Here is yet another article from the NY Times on the Mets money problems.

Some takeaways:
* The Mets lost $50M last year and expect to lose the same this year.

* This isn't just the Wilpon's problem. MLB and all the owners are getting burned, as this impacts revenue sharing.

* The Mets claim ticket sales are up this year, compared to last year. Obviously, the Mets still believe in misleading media and fans and spinning whatever yarns they can to maintain the illusion things are swell.

* How do you run a money-losing club in New York City of all places? Let me break out my old saw here and say it again: you do it by tearing down Shea Stadium. That act alone didn't cause the damage but the hubris behind the decision to sacrifice Shea and shake down fans in Citi Field is absolutely impacting the bottom line. Even with 14,000 fewer seats, the Mets
can't get enough people in the place. It's not too late to start treating fans with some respect. Start by being honest.

here be the NYT piece:

The Mets, long one of baseball's most highly valued franchises, have lost millions of dollars in recent years, including nearly $50 million in 2010, according to two people briefed on the team's finances.

The team's losses -- projected to hit another $50 million or more this season based on factors including advance ticket sales -- come with a range of implications for its owners, who are trying to sell a portion of the club, and for major league teams that rely on the Mets to share revenue with them.

Two years ago, the Mets contributed more than $40 million to baseball's revenue-sharing pool -- a system meant to create a more level playing field for small- and large-market teams. But in 2010, the Mets put in around 40 percent less.

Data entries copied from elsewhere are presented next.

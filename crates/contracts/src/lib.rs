//! Wire contract between the orders and payments services.
//!
//! These payloads are field-stable: both services deserialize them from the
//! transport, so renaming a field is a breaking protocol change.

use common::{Money, OrderId, UserId};
use serde::{Deserialize, Serialize};

/// Topic the orders service publishes payment requests on.
pub const PAYMENT_REQUESTED_TOPIC: &str = "payment-requested";

/// Topic the payments service publishes results on.
pub const PAYMENT_PROCESSED_TOPIC: &str = "payment-processed";

/// Event type tag for [`PaymentRequested`].
pub const PAYMENT_REQUESTED: &str = "PaymentRequested";

/// Event type tag for [`PaymentProcessed`].
pub const PAYMENT_PROCESSED: &str = "PaymentProcessed";

/// Published by the orders service when a new order needs payment.
///
/// `order_id` is the correlation identifier threading the saga across both
/// stores.
#[derive(Debug, Clone, PartialEq, Eq, Serialize, Deserialize)]
pub struct PaymentRequested {
    pub order_id: OrderId,
    pub user_id: UserId,
    pub amount: Money,
}

/// Published by the payments service after a debit attempt.
#[derive(Debug, Clone, PartialEq, Eq, Serialize, Deserialize)]
pub struct PaymentProcessed {
    pub order_id: OrderId,
    pub user_id: UserId,
    pub success: bool,
    pub reason: Option<String>,
}

impl PaymentProcessed {
    /// A successful payment result.
    pub fn succeeded(order_id: OrderId, user_id: UserId) -> Self {
        Self {
            order_id,
            user_id,
            success: true,
            reason: None,
        }
    }

    /// A failed payment result with a human-readable reason.
    pub fn failed(order_id: OrderId, user_id: UserId, reason: impl Into<String>) -> Self {
        Self {
            order_id,
            user_id,
            success: false,
            reason: Some(reason.into()),
        }
    }
}
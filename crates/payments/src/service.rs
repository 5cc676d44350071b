use common::{Money, UserId};

use crate::{Account, AccountStore, PaymentError};

/// Application operations of the payments service.
pub struct AccountService<S: AccountStore> {
    store: S,
}

impl<S: AccountStore> AccountService<S> {
    /// Creates a service over a store.
    pub fn new(store: S) -> Self {
        Self { store }
    }

    /// Opens an account for a user. One account per user.
    #[tracing::instrument(skip(self))]
    pub async fn create_account(&self, user_id: UserId) -> Result<Account, PaymentError> {
        let account = Account::new(user_id);
        self.store.create(&account).await?;

        metrics::counter!("accounts_created_total").increment(1);
        tracing::info!(%user_id, "account created");
        Ok(account)
    }

    /// Credits an account and returns the new balance.
    #[tracing::instrument(skip(self))]
    pub async fn deposit(&self, user_id: UserId, amount: Money) -> Result<Money, PaymentError> {
        if !amount.is_positive() {
            return Err(PaymentError::InvalidAmount(amount));
        }

        let balance = self.store.deposit(user_id, amount).await?;

        metrics::counter!("deposits_total").increment(1);
        tracing::info!(%user_id, %amount, %balance, "deposit applied");
        Ok(balance)
    }

    /// Loads a user's account.
    pub async fn get_account(&self, user_id: UserId) -> Result<Option<Account>, PaymentError> {
        self.store.get(user_id).await
    }
}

The losses -- the club's falloff in revenue was the largest year-to-year decline for any major league team in recent years -- are certainly jarring for a franchise operating in the nation's most lucrative market. In 2009, the Mets, boasting one of the sport's most expensive payrolls, opened the season in a new park, Citi Field, and the club took in revenue of more than $350 million. Still, it lost close to $10 million, according to the two people briefed on the matter.

The team then struggled again in the field in 2010, ending the honeymoon for the new ballpark, and attendance figures fell precipitously, with almost 600,000 fewer fans showing up.

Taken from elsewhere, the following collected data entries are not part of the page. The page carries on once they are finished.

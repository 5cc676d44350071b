//! Payments service: account ledger and the debit side of the payment saga.
//!
//! Accounts hold integer-cent balances guarded by an optimistic version
//! column. The [`PaymentRequestedConsumer`] admits each request through the
//! inbox, debits (or declines) the account, and enqueues the
//! `PaymentProcessed` result in the same atomic unit, so redelivered
//! requests can never debit twice.

mod account;
mod consumer;
mod error;
mod pg;
mod service;
mod store;

pub use account::Account;
pub use consumer::{PAYMENTS_CONSUMER_ID, PaymentRequestedConsumer};
pub use error::PaymentError;
pub use pg::PgAccountStore;
pub use service::AccountService;
pub use store::{
    AccountStore, INSUFFICIENT_FUNDS_REASON, MAX_DEBIT_ATTEMPTS, MemoryAccountStore,
    NO_ACCOUNT_REASON, PaymentOutcome,
};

As a result, according to a person briefed on the finances, overall revenue slid by more than $60 million, and net losses, after interest, totaled roughly $50 million.

The falloff in revenue in 2010 for the Mets was one of the most striking for any club since the losses suffered by the Florida Marlins in 1998, when their roster was decimated by cost-cutting ownership a year after the team won the World Series.

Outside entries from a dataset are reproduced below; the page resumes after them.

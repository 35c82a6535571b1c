//! Issued token models.

use serde::{Deserialize, Serialize};

/// An access/refresh token pair issued by signup or login.
#[derive(Debug, Clone, Serialize, Deserialize)]
pub struct TokenPair {
    /// Short-lived signed access token.
    pub access_token: String,
    /// Longer-lived, single-use signed refresh token.
    pub refresh_token: String,
}

impl TokenPair {
    /// Creates a new token pair.
    #[must_use]
    pub fn new(access_token: impl Into<String>, refresh_token: impl Into<String>) -> Self {
        Self {
            access_token: access_token.into(),
            refresh_token: refresh_token.into(),
        }
    }
}

#[cfg(test)]
mod tests {
    use super::*;

    #[test]
    fn token_pair_roundtrip() {
        let pair = TokenPair::new("access", "refresh");
        let json = serde_json::to_string(&pair).unwrap();
        let back: TokenPair = serde_json::from_str(&json).unwrap();

        assert_eq!(back.access_token, "access");
        assert_eq!(back.refresh_token, "refresh");
    }
}
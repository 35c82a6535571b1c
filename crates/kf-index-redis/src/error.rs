//! Redis error conversion.

use kf_index::IndexError;

/// Converts a `fred` Redis error to an `IndexError`.
#[allow(clippy::needless_pass_by_value)]
pub fn from_redis_error(err: fred::error::Error) -> IndexError {
    match err.kind() {
        fred::error::ErrorKind::IO | fred::error::ErrorKind::Timeout => {
            IndexError::Unavailable(err.to_string())
        }
        fred::error::ErrorKind::Config => IndexError::Configuration(err.to_string()),
        _ => IndexError::Internal(err.to_string()),
    }
}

The individual finances of baseball teams are some of the most closely held data in professional sports, and the public is most often left to accept the word of the league's owners about any team's profitability or losses. So the revelations about the particulars of the Mets' finances are hardly commonplace. The people briefed on the club's finances would not be identified because the information is considered confidential.

For its part, Forbes magazine produces its own annual valuations for major league teams, and this week dropped its estimate of the Mets' value by 13 percent, to $747 million.

The coming months, on the field and off, appear to be loaded with numerous challenges for the team.

The owners, Fred Wilpon and Saul Katz, have been sued for $1 billion by the trustee representing victims of Bernard L. Madoff's Ponzi scheme.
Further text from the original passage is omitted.